■ DATA SECTION ■

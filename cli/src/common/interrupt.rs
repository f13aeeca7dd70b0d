//! # ddev Signal Handling
//!
//! File: cli/src/common/interrupt.rs
//!
//! ## Overview
//!
//! One-shot ddev invocations must die cleanly on SIGINT/SIGTERM: in-flight
//! work is cancelled at its next await point, advisory locks are released
//! by the OS on exit, and the exit code follows the shell convention
//! (130 for SIGINT, 143 for SIGTERM).
//!
//! The exception is work past a point of no return — a database container
//! already switched into restore mode, a sync reset mid-teardown. Such
//! sections hold a [`CriticalSection`] guard; a signal received while any
//! guard is alive waits for the last guard to drop before the process is
//! allowed to exit.
//!
use std::sync::atomic::{AtomicUsize, Ordering};
use std::time::Duration;
use tokio::signal;

static CRITICAL_DEPTH: AtomicUsize = AtomicUsize::new(0);

/// RAII guard marking a non-interruptible section.
#[derive(Debug)]
pub struct CriticalSection(());

impl CriticalSection {
    pub fn enter() -> CriticalSection {
        CRITICAL_DEPTH.fetch_add(1, Ordering::SeqCst);
        CriticalSection(())
    }
}

impl Drop for CriticalSection {
    fn drop(&mut self) {
        CRITICAL_DEPTH.fetch_sub(1, Ordering::SeqCst);
    }
}

/// Which signal terminated the invocation.
#[derive(Debug, Clone, Copy, PartialEq, Eq)]
pub enum Signal {
    Interrupt,
    Terminate,
}

impl Signal {
    pub fn exit_code(self) -> i32 {
        match self {
            Signal::Interrupt => 130,
            Signal::Terminate => 143,
        }
    }

    pub fn name(self) -> &'static str {
        match self {
            Signal::Interrupt => "SIGINT",
            Signal::Terminate => "SIGTERM",
        }
    }
}

/// Resolves when the process has received SIGINT or SIGTERM *and* no
/// critical section is active. Raced against the command future with
/// `tokio::select!` at the command boundary; dropping the command future
/// cancels its workers at their next suspension point.
pub async fn shutdown_signal() -> Signal {
    let received = wait_for_signal().await;
    while CRITICAL_DEPTH.load(Ordering::SeqCst) > 0 {
        tokio::time::sleep(Duration::from_millis(100)).await;
    }
    received
}

#[cfg(unix)]
async fn wait_for_signal() -> Signal {
    let ctrl_c = async {
        signal::ctrl_c()
            .await
            .expect("failed to install SIGINT handler");
    };
    let terminate = async {
        match signal::unix::signal(signal::unix::SignalKind::terminate()) {
            Ok(mut sig) => {
                sig.recv().await;
            }
            Err(_) => std::future::pending::<()>().await,
        }
    };
    tokio::select! {
        _ = ctrl_c => Signal::Interrupt,
        _ = terminate => Signal::Terminate,
    }
}

#[cfg(not(unix))]
async fn wait_for_signal() -> Signal {
    signal::ctrl_c()
        .await
        .expect("failed to install SIGINT handler");
    Signal::Interrupt
}

// --- Unit Tests ---
#[cfg(test)]
mod tests {
    use super::*;

    #[test]
    fn test_exit_codes_follow_shell_convention() {
        assert_eq!(Signal::Interrupt.exit_code(), 130);
        assert_eq!(Signal::Terminate.exit_code(), 143);
    }

    #[test]
    fn test_critical_section_nesting() {
        assert_eq!(CRITICAL_DEPTH.load(Ordering::SeqCst), 0);
        {
            let _outer = CriticalSection::enter();
            {
                let _inner = CriticalSection::enter();
                assert_eq!(CRITICAL_DEPTH.load(Ordering::SeqCst), 2);
            }
            assert_eq!(CRITICAL_DEPTH.load(Ordering::SeqCst), 1);
        }
        assert_eq!(CRITICAL_DEPTH.load(Ordering::SeqCst), 0);
    }
}
//! # ddev Lifecycle Command Integration Tests
//!
//! File: cli/tests/lifecycle.rs
//!
//! ## Overview
//!
//! Tests for `ddev start`, `stop`, `restart`, `delete`, and `list` up to
//! the point where the container engine would be needed: project
//! location, registry behavior, and the not-found error surface.
//!
//! **Note:** tests that drive real containers require a Docker daemon
//! and are `#[ignore]`d.
//!

mod common;
use common::*;
use predicates::prelude::*;
use tempfile::tempdir;

/// Outside any project, with nothing registered, every lifecycle verb
/// fails with the project-not-found error.
#[test]
fn test_lifecycle_outside_any_project() {
    let state = tempdir().unwrap();
    let nowhere = tempdir().unwrap();
    for verb in ["start", "stop", "restart"] {
        ddev_cmd(state.path())
            .arg(verb)
            .current_dir(nowhere.path())
            .assert()
            .code(1)
            .stderr(predicate::str::contains("was not found"));
    }
}

#[test]
fn test_named_project_not_registered() {
    let state = tempdir().unwrap();
    ddev_cmd(state.path())
        .args(["stop", "no-such-project"])
        .assert()
        .code(1)
        .stderr(predicate::str::contains("was not found"))
        .stderr(predicate::str::contains("ddev start"));
}

#[test]
fn test_list_with_empty_registry() {
    let state = tempdir().unwrap();
    ddev_cmd(state.path())
        .arg("list")
        .assert()
        .success()
        .stdout(predicate::str::contains("No projects registered"));
}

/// An invalid project name in the descriptor is rejected before any
/// engine work happens.
#[test]
fn test_start_rejects_invalid_project_name() {
    let state = tempdir().unwrap();
    let root = tempdir().unwrap();
    write_project_descriptor(root.path(), "Bad_Name");
    ddev_cmd(state.path())
        .arg("start")
        .current_dir(root.path())
        .assert()
        .code(1)
        .stderr(predicate::str::contains("lowercase DNS label"));
}

/// Full start / stop round trip with real containers.
#[test]
#[ignore] // Requires a running Docker daemon and the mutagen binary.
fn test_start_then_stop_round_trip() {
    let state = tempdir().unwrap();
    let root = tempdir().unwrap();
    write_project_descriptor(root.path(), "itest");
    ddev_cmd(state.path())
        .arg("start")
        .current_dir(root.path())
        .assert()
        .success()
        .stdout(predicate::str::contains("running and reachable"));
    ddev_cmd(state.path())
        .arg("stop")
        .current_dir(root.path())
        .assert()
        .success();
}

■ WORK TO BE COMPLETED ■
Your task is to collect every line above that contains the word "Debug".

■ SOLUTION ■
#[derive(Debug)]
#[derive(Debug, Clone, Copy, PartialEq, Eq)]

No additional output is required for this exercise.